Il ministro dell’Economia Fabrizio Saccomanni chiarisce che la chiusura della procedura Ue per deficit eccessivo è una priorità, ma le stime Ocse su questo punto “non hanno molta rilevanza”, non quanto “le stime che inducono la Commissione a orientarsi per la chiusura della procedura in modo positivo per l’Italia”. Il neo ministro, intervenuto alla presentazione del rapporto Ocse, ha chiarito che per poter utilizzare i margini di flessibilità consentiti dalle regole dell’Unione europea è “cruciale” l’uscita dell’Italia dalla procedura per il deficit eccessivo, che “può essere chiusa nelle prossime settimane, entro fine maggio, al massimo entro i primi di giugno”.

“Le condizioni sono tali da consentire all’Unione europea di chiudere la procedura”, ha spiegato, sottolineando che “sarebbe un importante riconoscimento per il  nostro Paese, a cui guardano con estrema attenzione i mercati finanziari e le agenzie di rating“. Aiuterebbe inoltre, secondo Saccomanni, a ridurre lo spread con effetti positivi anche sul sistema bancario. E “aprirebbe la possibilità di allentamento di vincoli come il patto di stabilità interno liberando fondi per 12 miliardi che darebbero stimolo a investimenti produttivi”.

Per quanto riguarda il lavoro, il neo ministro ha spiegato invece che “per gli esodati e per il rifinanziamento della cassa integrazione in deroga”, tra le “priorità” da affrontare, “non possono essere assunti provvedimenti improvvisati”. Tornando al rapporto dell’Organizzazione per la cooperazione e lo sviluppo, il ministro dell’Economia ha precisato che le stime dell’Ocse “danno una valutazione positiva”, ma “non tengono conto dell’impatto del decreto per la restituzione dei debiti della pubblica amministrazione” che ci sarà già nel 2013 e nel 2014.

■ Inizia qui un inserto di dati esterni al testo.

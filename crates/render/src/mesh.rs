use crate::backend::RenderBackend;
use crate::error::RenderError;
use crate::gl::GlowContext;
use bytemuck::{Pod, Zeroable};
use glow::HasContext as _;
use std::mem::{offset_of, size_of};

/// Interleaved vertex: attribute 0 is position, attribute 1 is color.
#[repr(C)]
#[derive(Debug, Clone, Copy, PartialEq, Pod, Zeroable)]
pub struct Vertex {
    /// Object-space position.
    pub position: [f32; 3],
    /// Linear RGB.
    pub color: [f32; 3],
}

impl Vertex {
    pub const fn new(position: [f32; 3], color: [f32; 3]) -> Self {
        Self { position, color }
    }
}

/// Counter-clockwise RGB triangle centred on the origin in the XY plane.
pub const TRIANGLE: [Vertex; 3] = [
    Vertex::new([-0.5, -0.5, 0.0], [1.0, 0.0, 0.0]),
    Vertex::new([0.5, -0.5, 0.0], [0.0, 1.0, 0.0]),
    Vertex::new([0.0, 0.5, 0.0], [0.0, 0.0, 1.0]),
];

const POSITION_ATTRIB: u32 = 0;
const COLOR_ATTRIB: u32 = 1;

/// Vertex data living in a VAO/VBO pair, drawn as a triangle list.
pub struct GpuMesh {
    vao: glow::NativeVertexArray,
    vbo: glow::NativeBuffer,
    vertex_count: i32,
}

impl GpuMesh {
    pub fn upload(gpu: &GlowContext, vertices: &[Vertex]) -> Result<Self, RenderError> {
        let vertex_count = i32::try_from(vertices.len()).map_err(|_| RenderError::Allocation {
            object: "vertex buffer",
            message: format!("{} vertices exceed the GL draw range", vertices.len()),
        })?;
        let gl = gpu.gl();
        let stride = size_of::<Vertex>() as i32;

        unsafe {
            let vao = gl
                .create_vertex_array()
                .map_err(RenderError::allocation("vertex array"))?;
            let vbo = match gl.create_buffer() {
                Ok(vbo) => vbo,
                Err(message) => {
                    gl.delete_vertex_array(vao);
                    return Err(RenderError::allocation("vertex buffer")(message));
                }
            };

            gl.bind_vertex_array(Some(vao));
            gl.bind_buffer(glow::ARRAY_BUFFER, Some(vbo));
            gl.buffer_data_u8_slice(
                glow::ARRAY_BUFFER,
                bytemuck::cast_slice(vertices),
                glow::STATIC_DRAW,
            );
            gl.enable_vertex_attrib_array(POSITION_ATTRIB);
            gl.vertex_attrib_pointer_f32(
                POSITION_ATTRIB,
                3,
                glow::FLOAT,
                false,
                stride,
                offset_of!(Vertex, position) as i32,
            );
            gl.enable_vertex_attrib_array(COLOR_ATTRIB);
            gl.vertex_attrib_pointer_f32(
                COLOR_ATTRIB,
                3,
                glow::FLOAT,
                false,
                stride,
                offset_of!(Vertex, color) as i32,
            );
            gl.bind_vertex_array(None);
            gl.bind_buffer(glow::ARRAY_BUFFER, None);

            tracing::debug!(vertex_count, "uploaded mesh");
            Ok(Self {
                vao,
                vbo,
                vertex_count,
            })
        }
    }

    pub fn draw(&self, gpu: &GlowContext) {
        let gl = gpu.gl();
        unsafe {
            gl.bind_vertex_array(Some(self.vao));
            gl.draw_arrays(glow::TRIANGLES, 0, self.vertex_count);
            gl.bind_vertex_array(None);
        }
    }

    pub fn destroy(self, gpu: &GlowContext) {
        let gl = gpu.gl();
        unsafe {
            gl.delete_vertex_array(self.vao);
            gl.delete_buffer(self.vbo);
        }
    }
}

impl RenderBackend for GlowContext {
    type Mesh = GpuMesh;

    fn upload_mesh(&self, vertices: &[Vertex]) -> Result<GpuMesh, RenderError> {
        GpuMesh::upload(self, vertices)
    }

    fn draw_mesh(&self, mesh: &GpuMesh) {
        mesh.draw(self);
    }

    fn delete_mesh(&self, mesh: GpuMesh) {
        mesh.destroy(self);
    }

    fn clear(&self, color: [f32; 4]) {
        GlowContext::clear(self, color);
    }

    fn enable_depth_test(&self) {
        GlowContext::enable_depth_test(self);
    }
}

#[cfg(test)]
mod tests {
    use super::*;

    #[test]
    fn vertex_layout_is_tightly_packed() {
        assert_eq!(size_of::<Vertex>(), 24);
        assert_eq!(offset_of!(Vertex, position), 0);
        assert_eq!(offset_of!(Vertex, color), 12);
        assert_eq!(bytemuck::cast_slice::<Vertex, u8>(&TRIANGLE).len(), 72);
    }

    #[test]
    fn triangle_winds_counter_clockwise() {
        let [a, b, c] = TRIANGLE.map(|v| v.position);
        let cross_z = (b[0] - a[0]) * (c[1] - a[1]) - (b[1] - a[1]) * (c[0] - a[0]);
        assert!(cross_z > 0.0);
    }

    #[test]
    fn triangle_is_centred_horizontally() {
        let sum_x: f32 = TRIANGLE.iter().map(|v| v.position[0]).sum();
        assert_eq!(sum_x, 0.0);
    }
}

Saccomanni ha avvertito infine che “l’incertezza, che a causa della politica ha pesato sull’economia italiana, è superata: abbiamo aperto una fase nuova che è importante per stemperare  la paralisi reciproca che ha reso la crisi più acuta”. Il neo ministro dell’Economia ha quindi detto che “proseguiamo con fermezza sulla strada delle riforme strutturali già iniziate” e che “il Paese ha messo le basi per sostenere una crescita più solida”, sottolineando come sia “ovvio che siamo in una fase nuova in cui dare corso ad azioni di politica economica”.